EXERCISE AIM:
Each line below that contains the word "simplebank" must be copied.

DATASET EXCERPTS START

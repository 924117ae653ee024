mod common;

use anyhow::Result;
use common::{create_account, random_currency, random_money, random_owner, test_store};
use simplebank::domain::CreateTransferParams;
use simplebank::storage::{
    AddAccountBalanceParams, CreateAccountParams, CreateEntryParams, ListAccountsParams,
    ListEntriesParams, ListTransfersParams, StoreError,
};

#[tokio::test]
async fn test_create_and_get_account() -> Result<()> {
    let (store, _temp) = test_store().await?;

    let params = CreateAccountParams {
        owner: random_owner(),
        balance: random_money(),
        currency: random_currency(),
    };
    let account = store.create_account(params.clone()).await?;

    assert!(account.id > 0);
    assert_eq!(account.owner, params.owner);
    assert_eq!(account.balance, params.balance);
    assert_eq!(account.currency, params.currency);

    let fetched = store.get_account(account.id).await?;
    assert_eq!(fetched, account);

    Ok(())
}

#[tokio::test]
async fn test_opening_balance_is_recorded_as_entry() -> Result<()> {
    let (store, _temp) = test_store().await?;

    let funded = create_account(&store, 250).await?;
    let empty = create_account(&store, 0).await?;

    let entries = store
        .list_entries(ListEntriesParams::for_account(funded.id))
        .await?;
    assert_eq!(entries.len(), 1);
    assert_eq!(entries[0].amount, 250);

    let entries = store
        .list_entries(ListEntriesParams::for_account(empty.id))
        .await?;
    assert!(entries.is_empty());

    Ok(())
}

#[tokio::test]
async fn test_get_missing_rows_is_not_found() -> Result<()> {
    let (store, _temp) = test_store().await?;

    assert!(matches!(
        store.get_account(999).await,
        Err(StoreError::NotFound { entity: "account", .. })
    ));
    assert!(matches!(
        store.get_entry(999).await,
        Err(StoreError::NotFound { entity: "entry", .. })
    ));
    assert!(matches!(
        store.get_transfer(999).await,
        Err(StoreError::NotFound { entity: "transfer", .. })
    ));

    Ok(())
}

#[tokio::test]
async fn test_list_accounts_by_owner_with_pagination() -> Result<()> {
    let (store, _temp) = test_store().await?;

    let owner = random_owner();
    for _ in 0..5 {
        store
            .create_account(CreateAccountParams {
                owner: owner.clone(),
                balance: 0,
                currency: random_currency(),
            })
            .await?;
    }
    create_account(&store, 0).await?;

    let all_for_owner = store
        .list_accounts(ListAccountsParams {
            owner: Some(owner.clone()),
            ..Default::default()
        })
        .await?;
    assert_eq!(all_for_owner.len(), 5);
    assert!(all_for_owner.iter().all(|a| a.owner == owner));

    let page = store
        .list_accounts(ListAccountsParams {
            owner: Some(owner.clone()),
            limit: 2,
            offset: 2,
        })
        .await?;
    assert_eq!(page.len(), 2);
    assert_eq!(page[0].id, all_for_owner[2].id);
    assert_eq!(page[1].id, all_for_owner[3].id);

    let everyone = store.list_accounts(ListAccountsParams::default()).await?;
    assert_eq!(everyone.len(), 6);

    Ok(())
}

#[tokio::test]
async fn test_add_account_balance() -> Result<()> {
    let (store, _temp) = test_store().await?;
    let account = create_account(&store, 100).await?;

    let ctx = store.context();
    let updated = store
        .exec_tx(&ctx, move |q| {
            Box::pin(async move {
                q.add_account_balance(AddAccountBalanceParams {
                    id: account.id,
                    amount: -30,
                })
                .await
            })
        })
        .await?;
    assert_eq!(updated.balance, 70);

    let missing = store
        .exec_tx(&ctx, |q| {
            Box::pin(async move {
                q.add_account_balance(AddAccountBalanceParams { id: 999, amount: 10 })
                    .await
            })
        })
        .await;
    assert!(matches!(missing, Err(StoreError::NotFound { .. })));

    Ok(())
}

#[tokio::test]
async fn test_create_entry_for_missing_account_is_not_found() -> Result<()> {
    let (store, _temp) = test_store().await?;

    let ctx = store.context();
    let result = store
        .exec_tx(&ctx, |q| {
            Box::pin(async move {
                q.create_entry(CreateEntryParams {
                    account_id: 999,
                    amount: 10,
                })
                .await
            })
        })
        .await;

    assert!(matches!(result, Err(StoreError::NotFound { .. })));
    Ok(())
}

#[tokio::test]
async fn test_create_transfer_rejects_non_positive_amount() -> Result<()> {
    let (store, _temp) = test_store().await?;
    let a = create_account(&store, 100).await?;
    let b = create_account(&store, 100).await?;

    for amount in [0, -5] {
        let ctx = store.context();
        let result = store
            .exec_tx(&ctx, move |q| {
                Box::pin(async move {
                    q.create_transfer(CreateTransferParams::new(a.id, b.id, amount))
                        .await
                })
            })
            .await;
        assert!(matches!(result, Err(StoreError::Validation(_))));
    }

    let transfers = store.list_transfers(ListTransfersParams::default()).await?;
    assert!(transfers.is_empty());

    Ok(())
}

#[tokio::test]
async fn test_list_transfers_filters_by_direction() -> Result<()> {
    let (store, _temp) = test_store().await?;
    let a = create_account(&store, 1_000).await?;
    let b = create_account(&store, 1_000).await?;
    let c = create_account(&store, 1_000).await?;

    let ctx = store.context();
    store
        .transfer_tx(&ctx, CreateTransferParams::new(a.id, b.id, 10))
        .await?;
    store
        .transfer_tx(&ctx, CreateTransferParams::new(a.id, c.id, 20))
        .await?;
    store
        .transfer_tx(&ctx, CreateTransferParams::new(b.id, a.id, 30))
        .await?;

    let from_a = store
        .list_transfers(ListTransfersParams {
            from_account_id: Some(a.id),
            ..Default::default()
        })
        .await?;
    assert_eq!(from_a.len(), 2);

    let a_to_b = store
        .list_transfers(ListTransfersParams {
            from_account_id: Some(a.id),
            to_account_id: Some(b.id),
            ..Default::default()
        })
        .await?;
    assert_eq!(a_to_b.len(), 1);
    assert_eq!(a_to_b[0].amount, 10);

    let into_a = store
        .list_transfers(ListTransfersParams {
            to_account_id: Some(a.id),
            ..Default::default()
        })
        .await?;
    assert_eq!(into_a.len(), 1);
    assert_eq!(into_a[0].amount, 30);

    let page = store
        .list_transfers(ListTransfersParams {
            limit: 1,
            offset: 1,
            ..Default::default()
        })
        .await?;
    assert_eq!(page.len(), 1);
    assert_eq!(page[0].amount, 20);

    Ok(())
}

DATASET EXCERPTS END

SOLVED PROBLEM:
use simplebank::domain::CreateTransferParams;
use simplebank::storage::{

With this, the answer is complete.